[Records provided]

//! Transient notification banners.
//!
//! The original screens surfaced failures through blocking alert dialogs;
//! here they land as auto-dismissing toasts in a corner stack. A manager
//! lives in context so any screen can raise one.

use std::time::Duration;

use dioxus::prelude::*;

#[derive(Clone, Copy, PartialEq, Eq)]
pub enum ToastSeverity {
    /// Informational - short-lived
    Info,
    /// Failures the user should read - sticks around longer
    Error,
}

impl ToastSeverity {
    fn display_duration(self) -> Duration {
        match self {
            ToastSeverity::Info => Duration::from_secs(4),
            ToastSeverity::Error => Duration::from_secs(6),
        }
    }

    fn icon(self) -> &'static str {
        match self {
            ToastSeverity::Info => "fa-solid fa-circle-info",
            ToastSeverity::Error => "fa-solid fa-triangle-exclamation",
        }
    }
}

#[derive(Clone)]
pub struct Toast {
    pub id: u32,
    pub message: String,
    pub severity: ToastSeverity,
}

/// At most this many toasts are stacked; older ones are dropped first.
const MAX_TOASTS: usize = 4;

/// Handle for raising toasts. Access via [`use_toast`].
#[derive(Clone, Copy)]
pub struct ToastManager {
    toasts: Signal<Vec<Toast>>,
    next_id: Signal<u32>,
}

impl ToastManager {
    pub fn new() -> Self {
        Self {
            toasts: Signal::new(vec![]),
            next_id: Signal::new(0),
        }
    }

    /// Queue a toast; it auto-dismisses after its severity's duration.
    pub fn show(&mut self, message: impl Into<String>, severity: ToastSeverity) {
        let id = *self.next_id.peek();
        *self.next_id.write() += 1;

        {
            let mut toasts = self.toasts.write();
            if toasts.len() >= MAX_TOASTS {
                toasts.remove(0);
            }
            toasts.push(Toast {
                id,
                message: message.into(),
                severity,
            });
        }

        let mut toasts_signal = self.toasts;
        spawn(async move {
            tokio::time::sleep(severity.display_duration()).await;
            toasts_signal.write().retain(|t| t.id != id);
        });
    }

    pub fn dismiss(&mut self, id: u32) {
        self.toasts.write().retain(|t| t.id != id);
    }
}

impl Default for ToastManager {
    fn default() -> Self {
        Self::new()
    }
}

/// Install the toast manager at the app root, before any child that calls
/// [`use_toast`].
pub fn use_toast_provider() -> ToastManager {
    use_context_provider(ToastManager::new)
}

pub fn use_toast() -> ToastManager {
    use_context::<ToastManager>()
}

/// Renders the active toast stack. Place once at the end of the main layout.
#[component]
pub fn ToastFrame() -> Element {
    let mut manager = use_toast();
    let toasts = manager.toasts.read();

    rsx! {
        div { class: "toast-container",
            for toast in toasts.iter() {
                div {
                    key: "{toast.id}",
                    class: match toast.severity {
                        ToastSeverity::Info => "toast",
                        ToastSeverity::Error => "toast toast-error",
                    },
                    span { class: "toast-icon",
                        i { class: "{toast.severity.icon()}" }
                    }
                    span { class: "toast-message", "{toast.message}" }
                    button {
                        class: "toast-close",
                        onclick: {
                            let id = toast.id;
                            move |_| manager.dismiss(id)
                        },
                        "✕"
                    }
                }
            }
        }
    }
}
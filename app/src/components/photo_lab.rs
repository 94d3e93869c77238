//! Photo tab: run canned time transformations over a user photo.
//!
//! The photo is loaded from a path the user types or pastes (native file
//! pickers and their permission flows are out of scope), encoded to base64,
//! and sent to the edit endpoint with one of the four fixed prompts.

use std::path::Path;

use chronolens_core::generate::{
    ImageClient, TransformKind, encode_photo, photo_mime_type,
};
use dioxus::prelude::*;

use super::toast::{ToastSeverity, use_toast};

/// A photo loaded into the lab: display URI plus the raw base64 payload the
/// edit endpoint wants.
#[derive(Clone, PartialEq)]
struct LoadedPhoto {
    data_uri: String,
    base64: String,
}

fn load_photo(path: &str) -> std::io::Result<LoadedPhoto> {
    let bytes = std::fs::read(path)?;
    let base64 = encode_photo(&bytes);
    let mime = photo_mime_type(Path::new(path));
    Ok(LoadedPhoto {
        data_uri: format!("data:{mime};base64,{base64}"),
        base64,
    })
}

#[component]
pub fn PhotoLabScreen() -> Element {
    let client = use_context::<ImageClient>();
    let mut toast = use_toast();

    let mut photo_path = use_signal(String::new);
    let mut original = use_signal(|| None::<LoadedPhoto>);
    let mut transformed = use_signal(|| None::<String>);
    let mut transforming = use_signal(|| false);

    let on_load = move |_| {
        let path = photo_path();
        if path.trim().is_empty() {
            return;
        }
        match load_photo(path.trim()) {
            Ok(photo) => {
                original.set(Some(photo));
                transformed.set(None);
            }
            Err(err) => {
                tracing::warn!(error = %err, path, "failed to load photo");
                toast.show("Could not read that photo file.", ToastSeverity::Error);
            }
        }
    };

    let on_transform = move |kind: TransformKind| {
        let client = client.clone();
        let Some(photo) = original() else { return };
        spawn(async move {
            transforming.set(true);
            transformed.set(None);

            match client.edit(kind.prompt(), &photo.base64).await {
                Ok(image) => transformed.set(Some(image.data_uri())),
                Err(err) => {
                    tracing::warn!(error = %err, "photo transform failed");
                    toast.show(
                        "Failed to transform image. Please try again.",
                        ToastSeverity::Error,
                    );
                }
            }
            transforming.set(false);
        });
    };

    let loaded = original();
    let result = transformed();
    let busy = transforming();

    rsx! {
        div { class: "photo-screen",
            header { class: "screen-header",
                h1 { "Photo Time Machine" }
                p { class: "subtitle", "Transform any photo through time" }
            }

            div { class: "photo-loader",
                input {
                    r#type: "text",
                    class: "path-input",
                    placeholder: "Path to a photo (.png / .jpg)...",
                    value: "{photo_path}",
                    oninput: move |e| photo_path.set(e.value()),
                }
                button {
                    class: "btn btn-load",
                    onclick: on_load,
                    i { class: "fa-solid fa-upload" }
                    span { " Load Photo" }
                }
            }

            if let Some(ref photo) = loaded {
                div { class: "photo-preview-row",
                    div { class: "photo-wrapper",
                        span { class: "photo-label", "Original" }
                        img { class: "photo-preview", src: "{photo.data_uri}" }
                    }
                    if busy {
                        div { class: "photo-wrapper",
                            span { class: "photo-label", "Processing..." }
                            div { class: "photo-loading",
                                i { class: "fa-solid fa-spinner fa-spin" }
                                p { "Transforming through time..." }
                            }
                        }
                    } else if let Some(ref uri) = result {
                        div { class: "photo-wrapper",
                            span { class: "photo-label", "Transformed" }
                            img { class: "photo-preview", src: "{uri}" }
                        }
                    }
                }

                section { class: "transform-section",
                    h2 { class: "section-title", "Choose Transformation" }
                    div { class: "transform-grid",
                        for kind in TransformKind::all() {
                            {
                                let kind = *kind;
                                let mut on_transform = on_transform.clone();
                                rsx! {
                                    button {
                                        class: "btn btn-transform",
                                        disabled: busy,
                                        onclick: move |_| on_transform(kind),
                                        "{kind.label()}"
                                    }
                                }
                            }
                        }
                    }
                }
            } else {
                div { class: "empty-state",
                    i { class: "fa-solid fa-image" }
                    h3 { "Load a photo to begin" }
                    p { "Works with portraits, landmarks, and locations" }
                }
            }
        }
    }
}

[/Records provided]

What is being asked:
The data are to be transcribed in full, exactly as given.

Your response:
//! Transient notification banners.
//!
//! The original screens surfaced failures through blocking alert dialogs;
//! here they land as auto-dismissing toasts in a corner stack. A manager
//! lives in context so any screen can raise one.

use std::time::Duration;

use dioxus::prelude::*;

#[derive(Clone, Copy, PartialEq, Eq)]
pub enum ToastSeverity {
    /// Informational - short-lived
    Info,
    /// Failures the user should read - sticks around longer
    Error,
}

impl ToastSeverity {
    fn display_duration(self) -> Duration {
        match self {
            ToastSeverity::Info => Duration::from_secs(4),
            ToastSeverity::Error => Duration::from_secs(6),
        }
    }

    fn icon(self) -> &'static str {
        match self {
            ToastSeverity::Info => "fa-solid fa-circle-info",
            ToastSeverity::Error => "fa-solid fa-triangle-exclamation",
        }
    }
}

#[derive(Clone)]
pub struct Toast {
    pub id: u32,
    pub message: String,
    pub severity: ToastSeverity,
}

/// At most this many toasts are stacked; older ones are dropped first.
const MAX_TOASTS: usize = 4;

/// Handle for raising toasts. Access via [`use_toast`].
#[derive(Clone, Copy)]
pub struct ToastManager {
    toasts: Signal<Vec<Toast>>,
    next_id: Signal<u32>,
}

impl ToastManager {
    pub fn new() -> Self {
        Self {
            toasts: Signal::new(vec![]),
            next_id: Signal::new(0),
        }
    }

    /// Queue a toast; it auto-dismisses after its severity's duration.
    pub fn show(&mut self, message: impl Into<String>, severity: ToastSeverity) {
        let id = *self.next_id.peek();
        *self.next_id.write() += 1;

        {
            let mut toasts = self.toasts.write();
            if toasts.len() >= MAX_TOASTS {
                toasts.remove(0);
            }
            toasts.push(Toast {
                id,
                message: message.into(),
                severity,
            });
        }

        let mut toasts_signal = self.toasts;
        spawn(async move {
            tokio::time::sleep(severity.display_duration()).await;
            toasts_signal.write().retain(|t| t.id != id);
        });
    }

    pub fn dismiss(&mut self, id: u32) {
        self.toasts.write().retain(|t| t.id != id);
    }
}

impl Default for ToastManager {
    fn default() -> Self {
        Self::new()
    }
}

/// Install the toast manager at the app root, before any child that calls
/// [`use_toast`].
pub fn use_toast_provider() -> ToastManager {
    use_context_provider(ToastManager::new)
}

pub fn use_toast() -> ToastManager {
    use_context::<ToastManager>()
}

/// Renders the active toast stack. Place once at the end of the main layout.
#[component]
pub fn ToastFrame() -> Element {
    let mut manager = use_toast();
    let toasts = manager.toasts.read();

    rsx! {
        div { class: "toast-container",
            for toast in toasts.iter() {
                div {
                    key: "{toast.id}",
                    class: match toast.severity {
                        ToastSeverity::Info => "toast",
                        ToastSeverity::Error => "toast toast-error",
                    },
                    span { class: "toast-icon",
                        i { class: "{toast.severity.icon()}" }
                    }
                    span { class: "toast-message", "{toast.message}" }
                    button {
                        class: "toast-close",
                        onclick: {
                            let id = toast.id;
                            move |_| manager.dismiss(id)
                        },
                        "✕"
                    }
                }
            }
        }
    }
}
filename app/src/components/photo_lab.rs
repository 94d3e93869c77238
//! Photo tab: run canned time transformations over a user photo.
//!
//! The photo is loaded from a path the user types or pastes (native file
//! pickers and their permission flows are out of scope), encoded to base64,
//! and sent to the edit endpoint with one of the four fixed prompts.

use std::path::Path;

use chronolens_core::generate::{
    ImageClient, TransformKind, encode_photo, photo_mime_type,
};
use dioxus::prelude::*;

use super::toast::{ToastSeverity, use_toast};

/// A photo loaded into the lab: display URI plus the raw base64 payload the
/// edit endpoint wants.
#[derive(Clone, PartialEq)]
struct LoadedPhoto {
    data_uri: String,
    base64: String,
}

fn load_photo(path: &str) -> std::io::Result<LoadedPhoto> {
    let bytes = std::fs::read(path)?;
    let base64 = encode_photo(&bytes);
    let mime = photo_mime_type(Path::new(path));
    Ok(LoadedPhoto {
        data_uri: format!("data:{mime};base64,{base64}"),
        base64,
    })
}

#[component]
pub fn PhotoLabScreen() -> Element {
    let client = use_context::<ImageClient>();
    let mut toast = use_toast();

    let mut photo_path = use_signal(String::new);
    let mut original = use_signal(|| None::<LoadedPhoto>);
    let mut transformed = use_signal(|| None::<String>);
    let mut transforming = use_signal(|| false);

    let on_load = move |_| {
        let path = photo_path();
        if path.trim().is_empty() {
            return;
        }
        match load_photo(path.trim()) {
            Ok(photo) => {
                original.set(Some(photo));
                transformed.set(None);
            }
            Err(err) => {
                tracing::warn!(error = %err, path, "failed to load photo");
                toast.show("Could not read that photo file.", ToastSeverity::Error);
            }
        }
    };

    let on_transform = move |kind: TransformKind| {
        let client = client.clone();
        let Some(photo) = original() else { return };
        spawn(async move {
            transforming.set(true);
            transformed.set(None);

            match client.edit(kind.prompt(), &photo.base64).await {
                Ok(image) => transformed.set(Some(image.data_uri())),
                Err(err) => {
                    tracing::warn!(error = %err, "photo transform failed");
                    toast.show(
                        "Failed to transform image. Please try again.",
                        ToastSeverity::Error,
                    );
                }
            }
            transforming.set(false);
        });
    };

    let loaded = original();
    let result = transformed();
    let busy = transforming();

    rsx! {
        div { class: "photo-screen",
            header { class: "screen-header",
                h1 { "Photo Time Machine" }
                p { class: "subtitle", "Transform any photo through time" }
            }

            div { class: "photo-loader",
                input {
                    r#type: "text",
                    class: "path-input",
                    placeholder: "Path to a photo (.png / .jpg)...",
                    value: "{photo_path}",
                    oninput: move |e| photo_path.set(e.value()),
                }
                button {
                    class: "btn btn-load",
                    onclick: on_load,
                    i { class: "fa-solid fa-upload" }
                    span { " Load Photo" }
                }
            }

            if let Some(ref photo) = loaded {
                div { class: "photo-preview-row",
                    div { class: "photo-wrapper",
                        span { class: "photo-label", "Original" }
                        img { class: "photo-preview", src: "{photo.data_uri}" }
                    }
                    if busy {
                        div { class: "photo-wrapper",
                            span { class: "photo-label", "Processing..." }
                            div { class: "photo-loading",
                                i { class: "fa-solid fa-spinner fa-spin" }
                                p { "Transforming through time..." }
                            }
                        }
                    } else if let Some(ref uri) = result {
                        div { class: "photo-wrapper",
                            span { class: "photo-label", "Transformed" }
                            img { class: "photo-preview", src: "{uri}" }
                        }
                    }
                }

                section { class: "transform-section",
                    h2 { class: "section-title", "Choose Transformation" }
                    div { class: "transform-grid",
                        for kind in TransformKind::all() {
                            {
                                let kind = *kind;
                                let mut on_transform = on_transform.clone();
                                rsx! {
                                    button {
                                        class: "btn btn-transform",
                                        disabled: busy,
                                        onclick: move |_| on_transform(kind),
                                        "{kind.label()}"
                                    }
                                }
                            }
                        }
                    }
                }
            } else {
                div { class: "empty-state",
                    i { class: "fa-solid fa-image" }
                    h3 { "Load a photo to begin" }
                    p { "Works with portraits, landmarks, and locations" }
                }
            }
        }
    }
}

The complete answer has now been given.